Yenor, in this 2020 book and in his 2011 book "Family Politics," focuses on family regimes, meaning the complex of social organization around families. His earlier book was largely historical; this book is largely programmatic. Feminism is the author’s main target. Feminism is one, perhaps the most destructive one, of the poisonous fruits of the Enlightenment—the ideology that emancipation, total freedom from any bond not freely chosen by each person, will create a new era of human happiness. In Yenor’s view, this new ultimate value of unlimited autonomy arose when Enlightenment thinkers and their successors merged the ideas of contract and conquering nature (I think the origin is somewhat more pernicious, but no matter). He calls the application of this ideology by feminism the “rolling revolution,” because it has no possible limiting principle; it must always seek fresh aspects of the traditional family regime to destroy.

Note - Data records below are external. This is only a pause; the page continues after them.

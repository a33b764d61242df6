//! The owning root and the C entry points.
//!
//! The single [`CookieManager`] lives in a main-thread `thread_local`. UIKit
//! callbacks only publish events and call [`pump`], which borrows the root
//! and drains the queue.

use std::cell::RefCell;
use std::panic::{self, AssertUnwindSafe};

use tracing::{error, info, warn};

use super::cookies::{StandardDefaults, SystemCookieStore};
use super::ffi::bridge::{get_class, id, is_main_thread, msg_send, RcBlock};
use super::host::UiKitHost;
use super::observers::install_window_observers;
use super::probe::probe;
use super::scheduler::RunLoopScheduler;
use crate::events;
use crate::logging;
use crate::manager::{CookieManager, StartMode};
use crate::model::OverlayConfig;
use crate::storage::{SandboxDirs, SandboxStorage};

type Storage = SandboxStorage<SystemCookieStore, StandardDefaults>;
type Root = CookieManager<UiKitHost, RunLoopScheduler, Storage>;

thread_local! {
    static ROOT: RefCell<Option<Root>> = const { RefCell::new(None) };
}

/// Initialise and show the floating button.
#[no_mangle]
pub extern "C" fn initCookieManager() {
    start(StartMode::Interactive);
}

/// Initialise without showing anything.
#[no_mangle]
pub extern "C" fn initCookieManagerSilent() {
    start(StartMode::Silent);
}

/// Dispatch every queued event. A call made while the root is already
/// borrowed (a callback fired from inside a dispatch) returns immediately;
/// the outer drain picks its event up.
pub fn pump() {
    let outcome = panic::catch_unwind(|| {
        let _ = ROOT.try_with(|root| {
            let Ok(mut root) = root.try_borrow_mut() else {
                return;
            };
            if let Some(manager) = root.as_mut() {
                manager.drain_events();
            }
        });
    });
    if outcome.is_err() {
        error!("panic while dispatching overlay events");
    }
}

fn start(mode: StartMode) {
    if !is_main_thread() {
        run_on_main(mode);
        return;
    }
    let outcome = panic::catch_unwind(AssertUnwindSafe(|| {
        let _ = ROOT.try_with(|root| {
            let Ok(mut root) = root.try_borrow_mut() else {
                warn!("initialisation re-entered, ignored");
                return;
            };
            if root.is_none() {
                *root = Some(build());
            }
            if let Some(manager) = root.as_mut() {
                match mode {
                    StartMode::Interactive => match manager.init_interactive() {
                        Ok(status) => info!(?status, "floating button requested"),
                        Err(err) => warn!(error = %err, "floating button unavailable"),
                    },
                    StartMode::Silent => manager.init_silent(),
                }
            }
        });
        pump();
    }));
    if outcome.is_err() {
        error!(?mode, "panic during initialisation");
    }
}

fn build() -> Root {
    logging::init();
    let config = OverlayConfig::from_env();
    let caps = probe();

    let dirs = SandboxDirs::discover().unwrap_or_else(|err| {
        // tmp/ sits directly inside the app container.
        warn!(error = %err, "home directory unknown, using the temp dir's parent");
        let tmp = std::env::temp_dir();
        SandboxDirs::from_home(tmp.parent().unwrap_or(&tmp))
    });
    let storage = SandboxStorage::with_defaults(SystemCookieStore::new(), StandardDefaults::new(), dirs);
    let host = UiKitHost::new(caps, config.tint);
    let manager = CookieManager::new(host, RunLoopScheduler::new(), storage, &config);

    if !events::install_publisher(manager.publisher()) {
        warn!("event publisher already installed");
    }
    unsafe { install_window_observers() };
    info!(
        max_attempts = config.retry.max_attempts,
        initial_delay_ms = config.retry.initial_delay.as_millis() as u64,
        "cookie manager built"
    );
    manager
}

/// Re-run `start` on the main queue.
fn run_on_main(mode: StartMode) {
    let Some(queue_cls) = get_class("NSOperationQueue") else {
        error!("NSOperationQueue missing, cannot reach the main thread");
        return;
    };
    let block = RcBlock::new(move || start(mode));
    unsafe {
        let queue: id = msg_send![queue_cls, mainQueue];
        if queue.is_null() {
            error!("no main operation queue");
            return;
        }
        let _: () = msg_send![queue, addOperationWithBlock: &*block];
    }
}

The underlying frame of this book is that feminism, properly viewed, consists of three sub-ideologies that collectively have corroded our previously-healthy family regime. One is the strict core of feminism, which is the simple yet perverse desire to socially and legally abolish any distinction between men and women. A second is the specific desire to end marriage, the core family institution of the West, as a drag on autonomy and a contributor to the view that men and women are different. The third is the desire to eradicate all supposed sexual repression, with first a focus on homosexuality and, that victory having been won, today more of a focus on new perversions, again all in service of unlimited autonomy. These are all tentacles of the rolling revolution, and for Yenor are properly contrasted, and opposed by, the Old Wisdom—those verities about men, women, and the family known to mankind for millennia.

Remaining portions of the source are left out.